→ **Task data**:
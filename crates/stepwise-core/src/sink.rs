//! Element sinks: where consumed values go.

use std::io::Write;

use parking_lot::Mutex;
use tracing::info;

use crate::error::SinkError;

/// Receives each element as it is consumed.
pub trait ElementSink: Send + Sync {
    /// Consume the element at `index`.
    fn consume(&self, index: usize, value: f64) -> Result<(), SinkError>;
}

/// Logs every consumed value through `tracing`. The default sink.
#[derive(Debug, Default, Clone, Copy)]
pub struct TracingSink;

impl ElementSink for TracingSink {
    fn consume(&self, index: usize, value: f64) -> Result<(), SinkError> {
        info!(index, value, "Element processed");
        Ok(())
    }
}

/// Writes one value per line to a writer.
pub struct WriterSink<W> {
    writer: Mutex<W>,
}

impl<W: Write + Send> WriterSink<W> {
    /// Create a sink writing to `writer`.
    pub fn new(writer: W) -> Self {
        Self {
            writer: Mutex::new(writer),
        }
    }

    /// Recover the writer.
    pub fn into_inner(self) -> W {
        self.writer.into_inner()
    }
}

impl<W: Write + Send> ElementSink for WriterSink<W> {
    fn consume(&self, _index: usize, value: f64) -> Result<(), SinkError> {
        let mut writer = self.writer.lock();
        writeln!(writer, "{value}")?;
        writer.flush()?;
        Ok(())
    }
}

/// Records consumed values in order.
#[derive(Debug, Default)]
pub struct RecordingSink {
    values: Mutex<Vec<f64>>,
}

impl RecordingSink {
    /// Create an empty recorder.
    #[must_use]
    pub fn new() -> Self {
        Self::default()
    }

    /// Values consumed so far.
    #[must_use]
    pub fn values(&self) -> Vec<f64> {
        self.values.lock().clone()
    }
}

impl ElementSink for RecordingSink {
    fn consume(&self, _index: usize, value: f64) -> Result<(), SinkError> {
        self.values.lock().push(value);
        Ok(())
    }
}

#[cfg(test)]
mod tests {
    use super::*;

    #[test]
    fn tracing_sink_accepts_values() {
        let sink = TracingSink;
        assert!(sink.consume(0, 1.5).is_ok());
    }

    #[test]
    fn writer_sink_writes_lines() {
        let sink = WriterSink::new(Vec::new());
        sink.consume(0, 1.0).unwrap();
        sink.consume(1, 2.5).unwrap();
        let out = String::from_utf8(sink.into_inner()).unwrap();
        assert_eq!(out, "1\n2.5\n");
    }

    #[test]
    fn writer_sink_propagates_io_error() {
        struct BrokenPipe;

        impl Write for BrokenPipe {
            fn write(&mut self, _buf: &[u8]) -> std::io::Result<usize> {
                Err(std::io::Error::new(std::io::ErrorKind::BrokenPipe, "pipe closed"))
            }

            fn flush(&mut self) -> std::io::Result<()> {
                Ok(())
            }
        }

        let sink = WriterSink::new(BrokenPipe);
        let err = sink.consume(0, 1.0).unwrap_err();
        assert_eq!(err.to_string(), "pipe closed");
    }

    #[test]
    fn recording_sink_records() {
        let sink = RecordingSink::new();
        sink.consume(0, 3.0).unwrap();
        sink.consume(1, 4.0).unwrap();
        assert_eq!(sink.values(), vec![3.0, 4.0]);
    }
}
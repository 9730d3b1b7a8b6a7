//! Concrete observer implementations.

use std::time::{Duration, Instant};

use crossbeam_channel::{Receiver, Sender, TryRecvError};
use parking_lot::Mutex;
use tracing::info;

use crate::error::ObserverError;
use crate::observer::ProgressObserver;
use crate::progress::ProgressUpdate;

/// Observer backed by a closure receiving the completed percentage.
///
/// ```
/// use stepwise_core::observer::ProgressObserver;
/// use stepwise_core::observers::FnObserver;
/// use stepwise_core::progress::ProgressUpdate;
///
/// let observer = FnObserver::new(|percent| {
///     assert_eq!(percent, 100.0);
///     Ok(())
/// });
/// observer.on_progress(&ProgressUpdate::new(0, 1, 42.0)).unwrap();
/// ```
pub struct FnObserver<F> {
    callback: F,
}

impl<F> FnObserver<F>
where
    F: Fn(f64) -> Result<(), ObserverError> + Send + Sync,
{
    /// Wrap a progress callback.
    pub fn new(callback: F) -> Self {
        Self { callback }
    }
}

impl<F> ProgressObserver for FnObserver<F>
where
    F: Fn(f64) -> Result<(), ObserverError> + Send + Sync,
{
    fn on_progress(&self, update: &ProgressUpdate) -> Result<(), ObserverError> {
        (self.callback)(update.percent)
    }
}

/// Observer that forwards updates through a channel without blocking.
///
/// A full or disconnected channel drops the update; it never fails the run.
pub struct ChannelObserver {
    sender: Sender<ProgressUpdate>,
}

impl ChannelObserver {
    /// Create a new channel observer.
    #[must_use]
    pub fn new(sender: Sender<ProgressUpdate>) -> Self {
        Self { sender }
    }
}

impl ProgressObserver for ChannelObserver {
    fn on_progress(&self, update: &ProgressUpdate) -> Result<(), ObserverError> {
        let _ = self.sender.try_send(update.clone());
        Ok(())
    }
}

/// Finite, non-restartable stream of progress updates for one run.
///
/// Iteration blocks until the next update arrives and ends once the run has
/// settled and every update has been drained.
pub struct ProgressEvents {
    receiver: Receiver<ProgressUpdate>,
}

impl ProgressEvents {
    /// Create a connected observer/stream pair.
    #[must_use]
    pub fn channel() -> (ChannelObserver, Self) {
        let (tx, rx) = crossbeam_channel::unbounded();
        (ChannelObserver::new(tx), Self { receiver: rx })
    }

    /// Take the next update if one is already queued.
    ///
    /// Returns `None` both when nothing is queued yet and when the run is over.
    pub fn try_next(&self) -> Option<ProgressUpdate> {
        match self.receiver.try_recv() {
            Ok(update) => Some(update),
            Err(TryRecvError::Empty | TryRecvError::Disconnected) => None,
        }
    }
}

impl Iterator for ProgressEvents {
    type Item = ProgressUpdate;

    fn next(&mut self) -> Option<Self::Item> {
        self.receiver.recv().ok()
    }
}

/// Observer that logs progress updates with temporal throttling.
///
/// The final update of a run is always logged.
pub struct LoggingObserver {
    min_interval: Duration,
    last_logged: Mutex<Option<Instant>>,
}

impl LoggingObserver {
    /// Create a new logging observer with the given minimum interval.
    #[must_use]
    pub fn new(min_interval: Duration) -> Self {
        Self {
            min_interval,
            last_logged: Mutex::new(None),
        }
    }
}

impl ProgressObserver for LoggingObserver {
    fn on_progress(&self, update: &ProgressUpdate) -> Result<(), ObserverError> {
        let now = Instant::now();
        let mut last = self.last_logged.lock();

        if update.is_final() {
            info!(total = update.total, "Processing complete");
        } else {
            if let Some(prev) = *last {
                if now.duration_since(prev) < self.min_interval {
                    return Ok(());
                }
            }
            info!(
                index = update.index,
                total = update.total,
                progress = format!("{:.1}%", update.percent),
                "Progress update"
            );
        }
        *last = Some(now);
        Ok(())
    }
}

/// Observer that records every update it receives.
#[derive(Default)]
pub struct RecordingObserver {
    updates: Mutex<Vec<ProgressUpdate>>,
}

impl RecordingObserver {
    /// Create an empty recorder.
    #[must_use]
    pub fn new() -> Self {
        Self::default()
    }

    /// Percentages received so far, in order.
    #[must_use]
    pub fn percents(&self) -> Vec<f64> {
        self.updates.lock().iter().map(|u| u.percent).collect()
    }

    /// All updates received so far, in order.
    #[must_use]
    pub fn updates(&self) -> Vec<ProgressUpdate> {
        self.updates.lock().clone()
    }

    /// Number of updates received.
    #[must_use]
    pub fn len(&self) -> usize {
        self.updates.lock().len()
    }

    /// Whether no update has been received.
    #[must_use]
    pub fn is_empty(&self) -> bool {
        self.updates.lock().is_empty()
    }
}

impl ProgressObserver for RecordingObserver {
    fn on_progress(&self, update: &ProgressUpdate) -> Result<(), ObserverError> {
        self.updates.lock().push(update.clone());
        Ok(())
    }
}

#[cfg(test)]
mod tests {
    use super::*;

    #[test]
    fn fn_observer_receives_percent() {
        let seen = Mutex::new(Vec::new());
        let observer = FnObserver::new(|p| {
            seen.lock().push(p);
            Ok(())
        });
        observer.on_progress(&ProgressUpdate::new(0, 4, 9.0)).unwrap();
        observer.on_progress(&ProgressUpdate::new(1, 4, 9.0)).unwrap();
        assert_eq!(*seen.lock(), vec![25.0, 50.0]);
    }

    #[test]
    fn fn_observer_error_is_returned() {
        let observer = FnObserver::new(|_| Err("boom".into()));
        let err = observer
            .on_progress(&ProgressUpdate::new(0, 1, 1.0))
            .unwrap_err();
        assert_eq!(err.to_string(), "boom");
    }

    #[test]
    fn channel_observer_sends() {
        let (tx, rx) = crossbeam_channel::bounded(10);
        let observer = ChannelObserver::new(tx);
        observer.on_progress(&ProgressUpdate::new(0, 2, 5.0)).unwrap();

        let received = rx.try_recv().unwrap();
        assert_eq!(received.value, 5.0);
        assert_eq!(received.percent, 50.0);
    }

    #[test]
    fn channel_observer_full_channel_does_not_fail() {
        let (tx, _rx) = crossbeam_channel::bounded(1);
        let observer = ChannelObserver::new(tx);
        observer.on_progress(&ProgressUpdate::new(0, 3, 1.0)).unwrap();
        assert!(observer.on_progress(&ProgressUpdate::new(1, 3, 2.0)).is_ok());
    }

    #[test]
    fn channel_observer_disconnected_does_not_fail() {
        let (tx, rx) = crossbeam_channel::unbounded();
        drop(rx);
        let observer = ChannelObserver::new(tx);
        assert!(observer.on_progress(&ProgressUpdate::new(0, 1, 1.0)).is_ok());
    }

    #[test]
    fn progress_events_end_when_observer_dropped() {
        let (observer, events) = ProgressEvents::channel();
        observer.on_progress(&ProgressUpdate::new(0, 2, 1.0)).unwrap();
        observer.on_progress(&ProgressUpdate::new(1, 2, 2.0)).unwrap();
        drop(observer);

        let percents: Vec<f64> = events.map(|u| u.percent).collect();
        assert_eq!(percents, vec![50.0, 100.0]);
    }

    #[test]
    fn progress_events_try_next() {
        let (observer, events) = ProgressEvents::channel();
        assert!(events.try_next().is_none());
        observer.on_progress(&ProgressUpdate::new(0, 1, 3.0)).unwrap();
        assert_eq!(events.try_next().map(|u| u.value), Some(3.0));
        assert!(events.try_next().is_none());
    }

    #[test]
    fn logging_observer_throttles_without_failing() {
        let observer = LoggingObserver::new(Duration::from_secs(60));
        for i in 0..5 {
            assert!(observer.on_progress(&ProgressUpdate::new(i, 5, 1.0)).is_ok());
        }
    }

    #[test]
    fn recording_observer_records_in_order() {
        let observer = RecordingObserver::new();
        assert!(observer.is_empty());
        observer.on_progress(&ProgressUpdate::new(0, 2, 10.0)).unwrap();
        observer.on_progress(&ProgressUpdate::new(1, 2, 20.0)).unwrap();
        assert_eq!(observer.len(), 2);
        assert_eq!(observer.percents(), vec![50.0, 100.0]);
        assert_eq!(observer.updates()[1].value, 20.0);
    }
}
//! Author data models matching the directory wire format.

use serde::{Deserialize, Serialize};

/// Author search result page.
#[derive(Debug, Clone, Serialize, Deserialize)]
pub struct AuthorSearchResult {
    /// Total matching authors.
    #[serde(default)]
    pub total: i64,

    /// Offset for pagination.
    #[serde(default)]
    pub offset: i32,

    /// Next offset if more results.
    #[serde(default)]
    pub next: Option<i32>,

    /// List of candidates.
    #[serde(default)]
    pub data: Vec<AuthorCandidate>,
}

/// Lightweight search-result handle for a person.
///
/// Carries only the ID needed for a later fill plus a display name.
#[derive(Debug, Clone, Serialize, Deserialize)]
#[serde(rename_all = "camelCase")]
pub struct AuthorCandidate {
    /// Unique directory author ID.
    pub author_id: String,

    /// Author name.
    #[serde(default)]
    pub name: Option<String>,
}

impl AuthorCandidate {
    /// Get the display name, falling back to "Unknown" if not available.
    #[must_use]
    pub fn display_name(&self) -> &str {
        self.name.as_deref().unwrap_or("Unknown")
    }
}

/// A full author profile returned by a fill.
#[derive(Debug, Clone, Serialize, Deserialize)]
#[serde(rename_all = "camelCase")]
pub struct AuthorProfile {
    /// Unique directory author ID.
    pub author_id: String,

    /// Author name.
    #[serde(default)]
    pub name: Option<String>,

    /// Institutional affiliations.
    #[serde(default)]
    pub affiliations: Vec<String>,

    /// Directory profile page URL.
    #[serde(default)]
    pub url: Option<String>,

    /// Total citation count across all papers.
    #[serde(default)]
    pub citation_count: Option<i64>,

    /// Publications, in directory order.
    #[serde(default)]
    pub papers: Vec<PublicationRecord>,
}

impl AuthorProfile {
    /// Get the author name, falling back to "N/A" if not available.
    #[must_use]
    pub fn name_or_default(&self) -> &str {
        self.name.as_deref().unwrap_or("N/A")
    }

    /// Get the primary affiliation, falling back to "N/A".
    #[must_use]
    pub fn primary_affiliation(&self) -> &str {
        self.affiliations.first().map(String::as_str).unwrap_or("N/A")
    }

    /// Get the total citation count or 0 if not available.
    #[must_use]
    pub fn citations(&self) -> i64 {
        self.citation_count.unwrap_or(0)
    }

    /// Get the profile page URL or an empty string.
    #[must_use]
    pub fn profile_link(&self) -> &str {
        self.url.as_deref().unwrap_or("")
    }
}

/// A single publication inside a profile.
#[derive(Debug, Clone, Default, Serialize, Deserialize)]
#[serde(rename_all = "camelCase")]
pub struct PublicationRecord {
    /// Publication title.
    #[serde(default)]
    pub title: Option<String>,

    /// Publication year.
    #[serde(default)]
    pub year: Option<i32>,

    /// Citation count for this publication.
    #[serde(default)]
    pub citation_count: Option<i64>,
}

impl PublicationRecord {
    /// Get the title, falling back to "N/A".
    #[must_use]
    pub fn title_or_default(&self) -> &str {
        self.title.as_deref().unwrap_or("N/A")
    }

    /// Get the year as a label, "N/A" when absent.
    #[must_use]
    pub fn year_label(&self) -> String {
        self.year.map_or_else(|| "N/A".to_string(), |y| y.to_string())
    }

    /// Get the citation count or 0 if not available.
    #[must_use]
    pub fn citations(&self) -> i64 {
        self.citation_count.unwrap_or(0)
    }
}
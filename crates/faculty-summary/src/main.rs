//! Faculty Summary Service - Entry Point
//!
//! Serves the HTTP API by default; the `lookup` subcommand performs a
//! one-shot resolve-and-summarize from the command line.

use std::sync::Arc;

use clap::{Parser, Subcommand};
use tracing_subscriber::{EnvFilter, layer::SubscriberExt, util::SubscriberInitExt};

use faculty_summary::{
    AuthorDirectoryClient,
    config::Config,
    ops::{self, OpContext},
    server::ApiServer,
};

#[derive(Parser, Debug)]
#[command(name = "faculty-summary")]
#[command(about = "HTTP API for faculty profile summaries")]
#[command(version)]
struct Cli {
    /// Directory API key (optional, enables higher upstream rate limits)
    #[arg(long, env = "AUTHOR_DIRECTORY_API_KEY")]
    api_key: Option<String>,

    /// HTTP server port
    #[arg(long, default_value = "5000", env = "PORT")]
    port: u16,

    /// Directory holding the static front-end
    #[arg(long, default_value = "frontend", env = "FRONTEND_DIR")]
    frontend_dir: std::path::PathBuf,

    /// Log level (trace, debug, info, warn, error)
    #[arg(long, default_value = "info", env = "RUST_LOG")]
    log_level: String,

    /// Output logs as JSON
    #[arg(long)]
    json_logs: bool,

    #[command(subcommand)]
    command: Option<Command>,
}

#[derive(Subcommand, Debug)]
enum Command {
    /// Resolve a faculty name and print the summary as JSON
    Lookup {
        /// Exact faculty name to summarize
        name: String,
    },
}

fn init_tracing(log_level: &str, json: bool) {
    let filter = EnvFilter::try_from_default_env().unwrap_or_else(|_| EnvFilter::new(log_level));

    let subscriber = tracing_subscriber::registry().with(filter);

    if json {
        subscriber.with(tracing_subscriber::fmt::layer().json()).init();
    } else {
        subscriber.with(tracing_subscriber::fmt::layer().compact()).init();
    }
}

#[tokio::main]
async fn main() -> anyhow::Result<()> {
    dotenv::dotenv().ok();
    let cli = Cli::parse();

    init_tracing(&cli.log_level, cli.json_logs);

    let mut config = Config::new(cli.api_key);
    if let Ok(url) = std::env::var("AUTHOR_DIRECTORY_URL") {
        config.directory_api_url = url;
    }

    let client = AuthorDirectoryClient::new(config)?;

    match cli.command {
        Some(Command::Lookup { name }) => {
            let ctx = OpContext::new(Arc::new(client));
            let summary = ops::generate_summary(&ctx, &name).await?;
            println!("{}", serde_json::to_string_pretty(&summary)?);
        }
        None => {
            tracing::info!(
                version = env!("CARGO_PKG_VERSION"),
                port = cli.port,
                "Starting faculty summary server"
            );

            ApiServer::new(client, cli.frontend_dir).run(cli.port).await?;
        }
    }

    Ok(())
}
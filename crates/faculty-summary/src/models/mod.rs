//! Data models for directory entities and summary projections.
//!
//! Directory models use `#[serde(default)]` for optional fields and
//! `rename` attributes to match the wire naming.

mod author;
mod summary;

pub use author::{AuthorCandidate, AuthorProfile, AuthorSearchResult, PublicationRecord};
pub use summary::{FacultySummary, PublicationSummary};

→ **Required work**:
The lines from the start of the entries above through the line containing "pub trait ElementSink: Send" are the ones to return, please; copy them exactly and include both ends.

→ **Task solution**:
filename crates/stepwise-core/src/sink.rs
//! Element sinks: where consumed values go.

use std::io::Write;

use parking_lot::Mutex;
use tracing::info;

use crate::error::SinkError;

/// Receives each element as it is consumed.
pub trait ElementSink: Send + Sync {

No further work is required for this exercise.